The middle-aged man, obviously his father, probably named Balbir, said something in Hindi (I think), which made Sammy laugh, take off his apron, and open the trap door on the counter. “Let’s go for a walk,” he said.
I was like, “There’s no need.”
“Of course there’s no
need
,” he said.
Before we got out of the shop, Sammy had asked me to tell him three surprising things about myself.
“My name’s Rachel.”
He made a honking sound. “Doesn’t count. Not interesting.
And
you already told me that.”
“Okay, I come from an island up north…” I was honestly stuck. What was interesting about me? “I can’t think of anything else,” I said. “You tell me three things first.”
“Once I ate a small bowl of red chilies for a dare and had to go to hospital. My first kiss was with Maria Jamieson from
Comrie—she used her tongue and I didn’t. And I failed all my standard grades.”
We’d reached the driveway.
“Well, Sammy…”
“Sharma.”
“Well, Sammy Sharma. You are very forthright. And a very good cook. Do you sell that particular curry all the time?”
“That and many others which are just as good.”
“I don’t do lamb.” I didn’t mean this to sound like an order. Or did I?
“Got it. No lamb.”
“Well, you’ll be seeing me then. But for now, I have to go.”
He was like, “You’re not getting away that easily. Three things.”
“I’m good at keeping secrets. I never lose my temper. And I want to be a doctor.”
“Honk! Boring and elusive.”
“I am not elusive.”
“You’re more bottled up than ketchup. If you weren’t so cute, I’d have given up already.”
“It was nice to meet you,” I said, shaking his warm hand and walking up the driveway.
As I made my way towards the school, a bright green convertible stopped beside me.

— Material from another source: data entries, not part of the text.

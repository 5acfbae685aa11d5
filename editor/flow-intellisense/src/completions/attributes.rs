//! Attribute name completions

use crate::document::TextDocument;
use crate::settings::Settings;
use crate::types::{CompletionItem, CompletionKind, Position};
use flow_data::{AttributeMeta, AttributeType, FlowData};
use regex::Regex;
use std::sync::LazyLock;

/// Detail shown on every attribute suggestion
pub const ATTRIBUTE_DETAIL: &str = "Flow Design Vue";

static QUOTED_TAIL: LazyLock<Regex> = LazyLock::new(|| Regex::new(r#"['"]([^'"]*)['"]$"#).unwrap());

static TOKEN_SEPARATOR: LazyLock<Regex> = LazyLock::new(|| Regex::new(r"\s|\(+").unwrap());

/// Binding sigil typed before the attribute name
#[derive(Debug, Clone, Copy, PartialEq, Eq)]
enum Binding {
    /// `@click`
    Event,
    /// `:size`
    Value,
    None,
}

impl Binding {
    fn of(token: &str) -> Self {
        match token.chars().next() {
            Some('@') => Binding::Event,
            Some(':') => Binding::Value,
            _ => Binding::None,
        }
    }

    fn accepts(self, attr: &AttributeMeta) -> bool {
        match self {
            Binding::Event => attr.is_method(),
            Binding::Value => !attr.is_method(),
            Binding::None => true,
        }
    }
}

/// Complete attribute names for `tag` at the cursor
pub fn complete_attributes(
    data: &FlowData,
    doc: &TextDocument,
    position: Position,
    tag: &str,
    settings: &Settings,
) -> Vec<CompletionItem> {
    let Some(element) = data.get_element(tag) else {
        return Vec::new();
    };

    let before = QUOTED_TAIL.replace(doc.text_before(position), "");
    let token = TOKEN_SEPARATOR.split(&before).last().unwrap_or_default();
    let binding = Binding::of(token);
    let prefix = token.replacen([':', '@'], "", 1);

    if prefix.chars().next().is_some_and(|c| !is_prefix_start(c)) {
        return Vec::new();
    }

    element
        .attributes
        .iter()
        .filter(|(name, _)| matches_prefix(name, &prefix))
        .filter(|(_, attr)| binding.accepts(attr))
        .map(|(name, attr)| attribute_item(name, attr, settings))
        .collect()
}

/// First characters allowed in a typed attribute prefix.
fn is_prefix_start(c: char) -> bool {
    // `A..=z` also spans `[\]^_` and the backtick.
    matches!(c, '@' | ':' | 'A'..='z') || c.is_whitespace()
}

fn matches_prefix(name: &str, prefix: &str) -> bool {
    match (name.chars().next(), prefix.trim().chars().next()) {
        (_, None) => true,
        (Some(a), Some(b)) => a.to_lowercase().eq(b.to_lowercase()),
        (None, Some(_)) => false,
    }
}

fn attribute_item(name: &str, attr: &AttributeMeta, settings: &Settings) -> CompletionItem {
    let kind = if attr.is_method() {
        CompletionKind::Method
    } else {
        CompletionKind::Attribute
    };

    let mut documentation = attr.description.clone().unwrap_or_default();
    documentation.push_str(&format!("\ntype: {}", attr.attr_type));
    if let Some(default) = &attr.default {
        documentation.push_str(&format!("\ndefault: {}", default));
    }

    let item = CompletionItem::new(name, kind)
        .with_detail(ATTRIBUTE_DETAIL)
        .with_documentation(documentation);

    if attr.attr_type == AttributeType::Flag {
        item.with_insert_text(format!("{} ", name))
    } else {
        let q = settings.quote();
        item.with_insert_text(format!("{}={}$1{}$0", name, q, q))
            .as_snippet()
    }
}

“Excuse me, do you know when the girls get back?” a boy of around seventeen asked. I recognized him—it was Amelia’s asymmetrical-haired fire escape boyfriend. He didn’t know me.
“Any time before nine,” I said.
“Cheers.” He pronounced it chairs. What was Amelia thinking? Blah. I bet after they did it he said things like: “Now woman don’t try and tell me you won’t savor that for weeks” or “Damn, I forgot to tell Jeeves our Harry can’t abide vodka.” To add to the whole disgusting ensemble, he had brown goggle eyes and overworked designer stubble.